Forty-five people will be enrolled in the preliminary safety trial of the new vaccine.

Researchers in Seattle have begun recruiting healthy volunteers to participate in a clinical trial for an experimental COVID-19 vaccine, according to news reports.

The vaccine, developed by the biotechnology company Moderna Therapeutics, was initially sent to the National Institute of Allergy and Infectious Diseases (NIAID) in Maryland on Feb. 24, according to The Wall Street Journal. The agency anticipates launching a clinical trial by the end of April and will sponsor the Kaiser Permanente Washington Health Research Institute to conduct the testing, NIAID Director Anthony Fauci told The Wall Street Journal.  

Forty-five healthy volunteers between the ages of 18 and 55 will be enrolled in the initial trial, which aims to determine whether the vaccine triggers an immune response, and whether the given dose causes adverse side effects, according to a description on ClinicalTrials.gov. 

The vaccine does not contain the virus that triggers COVID-19, called SARS-CoV-2, and cannot cause infection, according to a report by Kaiser Permanente.

Unlike vaccines developed for other viruses, such as measles, this new vaccine does not utilize a weak or dead virus as its base. Instead, the vaccine contains a short segment of genetic material called messenger RNA, or mRNA, generated in a laboratory. In a typical cell, mRNA encodes instructions for building different proteins. 

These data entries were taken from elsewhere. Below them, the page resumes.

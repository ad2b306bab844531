pub mod grade;
pub mod moves;
pub mod temperature;
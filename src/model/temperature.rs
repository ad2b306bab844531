/// Fixed linear Celsius to Fahrenheit conversion; no range check, so values
/// below absolute zero convert like any other.
pub fn celsius_to_fahrenheit(celsius: f64) -> f64 {
    celsius * 9.0 / 5.0 + 32.0
}

#[cfg(test)]
#[path = "../../tests/src_inline/model/temperature.rs"]
mod tests;
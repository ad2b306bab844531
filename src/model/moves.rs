use std::fmt;

#[derive(Debug, Clone, Copy, PartialEq, Eq, Hash)]
pub enum Move {
    Rock,
    Paper,
    Scissor,
}

impl Move {
    pub const ALL: [Move; 3] = [Move::Rock, Move::Paper, Move::Scissor];

    pub fn name(self) -> &'static str {
        match self {
            Move::Rock => "Rock",
            Move::Paper => "Paper",
            Move::Scissor => "Scissor",
        }
    }

    /// Exact, case-sensitive match against the three move names.
    pub fn from_choice(choice: &str) -> Option<Move> {
        Move::ALL.into_iter().find(|m| m.name() == choice)
    }

    /// Rock beats Scissor, Scissor beats Paper, Paper beats Rock.
    pub fn beats(self, other: Move) -> bool {
        matches!(
            (self, other),
            (Move::Rock, Move::Scissor) | (Move::Scissor, Move::Paper) | (Move::Paper, Move::Rock)
        )
    }
}

impl fmt::Display for Move {
    fn fmt(&self, f: &mut fmt::Formatter<'_>) -> fmt::Result {
        f.write_str(self.name())
    }
}

/// Result of one round. Win variants carry the winning move, which fixes the loser.
#[derive(Debug, Clone, Copy, PartialEq, Eq)]
pub enum Outcome {
    Tied(Move),
    UserWins(Move),
    ComputerWins(Move),
    Invalid,
}

pub fn resolve(user: Move, computer: Move) -> Outcome {
    if user == computer {
        Outcome::Tied(user)
    } else if user.beats(computer) {
        Outcome::UserWins(user)
    } else {
        Outcome::ComputerWins(computer)
    }
}

#[cfg(test)]
#[path = "../../tests/src_inline/model/moves.rs"]
mod tests;
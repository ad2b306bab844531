use std::io::Write;

use crate::error::WorkshopError;
use crate::input::Prompter;
use crate::model::moves::{Move, Outcome, resolve};
use crate::opponent::MoveSource;
use crate::report::text::{CHOICE_PROMPT, render_game_intro, render_outcome};

/// Validates the choice before drawing, so an invalid choice never consumes
/// an opponent move.
pub fn play_round<S>(user_choice: &str, opponent: &mut S) -> Outcome
where
    S: MoveSource + ?Sized,
{
    let Some(user) = Move::from_choice(user_choice) else {
        tracing::warn!(choice = user_choice, "invalid move");
        return Outcome::Invalid;
    };
    let computer = opponent.draw();
    let outcome = resolve(user, computer);
    tracing::info!(%user, %computer, ?outcome, "round resolved");
    outcome
}

pub fn run_game<P, W, S>(
    prompter: &mut P,
    out: &mut W,
    opponent: &mut S,
) -> Result<Outcome, WorkshopError>
where
    P: Prompter + ?Sized,
    W: Write + ?Sized,
    S: MoveSource + ?Sized,
{
    out.write_all(render_game_intro().as_bytes())?;
    out.flush()?;

    let choice = prompter.prompt(CHOICE_PROMPT)?;
    let outcome = play_round(&choice, opponent);

    out.write_all(render_outcome(outcome).as_bytes())?;
    out.flush()?;
    Ok(outcome)
}

#[cfg(test)]
#[path = "../../tests/src_inline/scripts/rps.rs"]
mod tests;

The artificial mRNA prompts cells to build a protein found on the surface of the virus, according to the Kaiser Permanente report. A person’s immune system should react to this new protein by building up an arsenal of antibodies that target and latch onto this protein, tagging the virus for elimination. Then, the mRNA should break down and be eliminated by the body, leaving the vaccinated person better prepared to fight off SARS-CoV-2, should they ever encounter it.

Designing the vaccine to work in this way allowed Moderna to fast-track the development process, as the company did not need to isolate and modify live samples of SARS-CoV-2 as it would for a more conventional vaccine, according to Kaiser Permanente. 

Volunteers will receive two injections of the vaccine in the upper arm, with a 28-day gap between doses. The 45 participants will be split into three groups, with each group receiving a different dose of the vaccine. Volunteers will be asked to attend 11 in-person study visits over the course of the 14-month study and will receive $100 for each appointment they attend, totaling up to $1,100 by the end. 

Following this initial safety trial, the vaccine’s effectiveness must be tested in several subsequent trials in larger groups of people before being distributed widely. Meanwhile, researchers around the world will continue to work on viable treatments to help people who contract the virus.

For now, patients with COVID-19 will receive supportive care to address symptoms of the disease. 

Although this advance in vaccine development is encouraging, earlier this week, U.S. health officials noted that they can’t guarantee that a COVID-19 vaccine will be affordable. 

“We would want to ensure that we work to make it affordable, but we can’t control that price because we need the private sector to invest,” Health and Human Services Secretary Alex Azar told the House Energy and Commerce Committee Wednesday (March 4), according to Market Watch. “The priority is to get vaccines and therapeutics, and price controls won’t get us there.”

However, Moderna Therapeutics CEO Stéphane Bancel has stated that the company’s vaccine should be affordable. 

“We are highly aware this is a public-health issue, and so we will be very thoughtful about setting a price if this product gets to approval,” Bancel told Business Insider. “There is no world, I think, where we would contemplate to price this higher than other respiratory virus vaccines.”